Bruno Le Maire, la France et l’Allemagne

« Le mépris typiquement français pour les petits pays et leurs drames. Mais si ! Mais si, je le vois bien ! Vous ne devriez pas. Votre grande histoire ne vous donne aucun droit sur nous. Elle a été autant abîmée que la nôtre, votre grande histoire, seulement vous ne voulez pas le reconnaître, non ? Je me trompe ? Vous avez cru que votre histoire vous donnait des droits sur les autres, sur les petits, sur les vaincus.

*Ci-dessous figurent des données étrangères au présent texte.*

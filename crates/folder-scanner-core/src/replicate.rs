use filetime::FileTime;
use serde::Serialize;
use std::fs;
use std::io;
use std::path::{Path, PathBuf};
use std::time::Instant;
use tracing::{debug, info, warn};

use crate::error::{Error, Result};
use crate::model::{Entry, EntryKind};
use crate::progress::{ProgressReporter, StatusThrottle};
use crate::scanner::{self, ScanFilter};
use crate::utils::path::display_path;

#[derive(Debug, Clone, Copy, PartialEq, Eq, Hash, Serialize)]
pub enum ReplicationStatus {
    #[serde(rename = "Folder Replicated")]
    FolderReplicated,
    #[serde(rename = "Folder Failed")]
    FolderFailed,
    #[serde(rename = "File Copied")]
    FileCopied,
    #[serde(rename = "File Failed")]
    FileFailed,
}

impl ReplicationStatus {
    pub fn is_failure(&self) -> bool {
        matches!(
            self,
            ReplicationStatus::FolderFailed | ReplicationStatus::FileFailed
        )
    }
}

#[derive(Debug, Clone, PartialEq, Eq)]
pub struct ReplicationRecord {
    pub kind: EntryKind,
    pub name: String,
    pub source_path: PathBuf,
    pub dest_path: PathBuf,
    pub extension: String,
    pub status: ReplicationStatus,
    /// Error text for failed items, empty otherwise.
    pub detail: String,
}

/// Recreate the layout of `source` under `destination`.
///
/// The source is catalogued once with `filter`; that entry list is both
/// the progress denominator and the work list, so exactly one record is
/// produced per catalogued item unless the run is cancelled. Folder
/// creation is idempotent and existing destination files are overwritten.
/// Item failures are recorded and the run carries on.
pub fn replicate(
    source: &Path,
    destination: &Path,
    filter: &ScanFilter,
    reporter: &dyn ProgressReporter,
) -> Result<Vec<ReplicationRecord>> {
    scanner::validate_root(source)?;
    scanner::validate_root(destination)?;

    let filter = prune_nested_destination(source, destination, filter)?;

    let start = Instant::now();
    info!(
        "Replicating {} into {}",
        source.display(),
        destination.display()
    );

    let walk = scanner::walk(source, &filter, reporter)?;
    if walk.cancelled {
        return Ok(Vec::new());
    }

    let total = walk.entries.len();
    let mut throttle = StatusThrottle::new(reporter.status_batch());
    let mut records = Vec::with_capacity(total);

    for entry in &walk.entries {
        if reporter.is_cancelled() {
            info!("Replication cancelled after {} of {} items", records.len(), total);
            break;
        }

        let dest_path = destination.join(&entry.relative);
        if throttle.tick() {
            reporter.report_status(&format!("Replicating {}", display_path(&entry.path)));
        }

        let record = match entry.kind {
            EntryKind::Folder => replicate_folder(entry, dest_path),
            EntryKind::File => replicate_file(entry, dest_path),
        };
        records.push(record);
        reporter.report_progress(records.len() as f64 / total as f64);
    }

    let failures = records.iter().filter(|r| r.status.is_failure()).count();
    info!(
        "Replication finished in {:.2}s: {} items, {} failed",
        start.elapsed().as_secs_f64(),
        records.len(),
        failures
    );
    Ok(records)
}

/// Returns `filter`, extended to skip `destination` when it sits inside
/// `source`, so a run never copies its own output.
fn prune_nested_destination(
    source: &Path,
    destination: &Path,
    filter: &ScanFilter,
) -> Result<ScanFilter> {
    let canonical_source = fs::canonicalize(source)?;
    let canonical_dest = fs::canonicalize(destination)?;

    if canonical_source == canonical_dest {
        return Err(Error::SameLocation(destination.to_path_buf()));
    }

    match canonical_dest.strip_prefix(&canonical_source) {
        Ok(inner) => {
            debug!("Destination is inside source, pruning {}", inner.display());
            Ok(filter.clone().with_pruned_path(source.join(inner)))
        }
        Err(_) => Ok(filter.clone()),
    }
}

fn replicate_folder(entry: &Entry, dest_path: PathBuf) -> ReplicationRecord {
    let (status, detail) = match fs::create_dir_all(&dest_path) {
        Ok(()) => (ReplicationStatus::FolderReplicated, String::new()),
        Err(err) => {
            warn!("Failed to create {}: {}", dest_path.display(), err);
            (ReplicationStatus::FolderFailed, format!("Failed: {}", err))
        }
    };
    record(entry, dest_path, status, detail)
}

fn replicate_file(entry: &Entry, dest_path: PathBuf) -> ReplicationRecord {
    let (status, detail) = match copy_with_times(&entry.path, &dest_path) {
        Ok(bytes) => {
            debug!("Copied {} ({} bytes)", dest_path.display(), bytes);
            (ReplicationStatus::FileCopied, String::new())
        }
        Err(err) => {
            warn!("Failed to copy {}: {}", entry.path.display(), err);
            (ReplicationStatus::FileFailed, format!("Failed: {}", err))
        }
    };
    record(entry, dest_path, status, detail)
}

fn record(
    entry: &Entry,
    dest_path: PathBuf,
    status: ReplicationStatus,
    detail: String,
) -> ReplicationRecord {
    ReplicationRecord {
        kind: entry.kind,
        name: entry.name.clone(),
        source_path: entry.path.clone(),
        dest_path,
        extension: entry.extension.clone(),
        status,
        detail,
    }
}

fn copy_with_times(source: &Path, dest: &Path) -> io::Result<u64> {
    if let Some(parent) = dest.parent() {
        fs::create_dir_all(parent)?;
    }
    remove_read_only(dest)?;
    let bytes = fs::copy(source, dest)?;

    // Timestamps are best-effort; the copy itself already succeeded.
    if let Err(err) = copy_times(source, dest) {
        debug!("Could not stamp times on {}: {}", dest.display(), err);
    }
    Ok(bytes)
}

/// `fs::copy` carries the source permissions over, so a read-only file
/// from an earlier run would refuse to be truncated.
fn remove_read_only(dest: &Path) -> io::Result<()> {
    match fs::symlink_metadata(dest) {
        Ok(metadata) if metadata.is_file() && metadata.permissions().readonly() => {
            debug!("Removing read-only {} before overwrite", dest.display());
            // Windows refuses to delete a file carrying the read-only attribute.
            #[cfg(windows)]
            {
                let mut permissions = metadata.permissions();
                permissions.set_readonly(false);
                fs::set_permissions(dest, permissions)?;
            }
            fs::remove_file(dest)
        }
        _ => Ok(()),
    }
}

/// Stamped by path, so a destination without write permission still gets
/// its times.
fn copy_times(source: &Path, dest: &Path) -> io::Result<()> {
    let metadata = fs::metadata(source)?;
    filetime::set_file_times(
        dest,
        FileTime::from_last_access_time(&metadata),
        FileTime::from_last_modification_time(&metadata),
    )
}

/// Flat row written for each replication record.
#[derive(Debug, Clone, Serialize)]
pub struct ReplicationRow {
    #[serde(rename = "Type")]
    pub kind: EntryKind,
    #[serde(rename = "Name")]
    pub name: String,
    #[serde(rename = "Source Path")]
    pub source_path: String,
    #[serde(rename = "Destination Path")]
    pub dest_path: String,
    #[serde(rename = "Extension")]
    pub extension: String,
    #[serde(rename = "Status")]
    pub status: ReplicationStatus,
    #[serde(rename = "Detail")]
    pub detail: String,
}

impl From<&ReplicationRecord> for ReplicationRow {
    fn from(record: &ReplicationRecord) -> Self {
        Self {
            kind: record.kind,
            name: record.name.clone(),
            source_path: display_path(&record.source_path),
            dest_path: display_path(&record.dest_path),
            extension: record.extension.clone(),
            status: record.status,
            detail: record.detail.clone(),
        }
    }
}

pub fn replication_rows(records: &[ReplicationRecord]) -> Vec<ReplicationRow> {
    records.iter().map(ReplicationRow::from).collect()
}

Vous faites une erreur. Vous faites une erreur grossière depuis des années. Les petits pays vous voient rapetisser à votre tour, certains, pour tout dire, avec une certaine jubilation. Et le grand pays vaincu ne vous reconnaît plus aucun droit sur lui. Vingt ans et quelques mois à Stuttgart. Je connais suffisamment les Allemands pour vous dire que leur conscience politique, si vous me permettez ce mot, ne vous accorde plus le moindre droit sur eux. Ils ne veulent plus que vous vous mêliez de leurs affaires, point final. Vous dites l’Europe ? Quelle Europe ? Votre Europe est une excuse pour conserver votre part du gâteau. Plus personne ne se laissera prendre à votre truc. Y compris les Allemands. Comprenez une fois pour toutes que les Allemands sont à la fois puissants et provinciaux, provinciaux et puissants. Quand cela les arrange, ils se replient sur eux et impossible de leur faire prendre la mesure de leurs responsabilités. Le lendemain, ils prennent deux ou trois décisions économiques qui écrasent leurs voisins. En toute bonne conscience. Et vous qui réclamez de leur part un sens universel ! Une vision du monde ! Vous êtes prisonniers de votre histoire et vous ne la connaissez pas. Autant que vous êtes aveugles à l’histoire des autres. »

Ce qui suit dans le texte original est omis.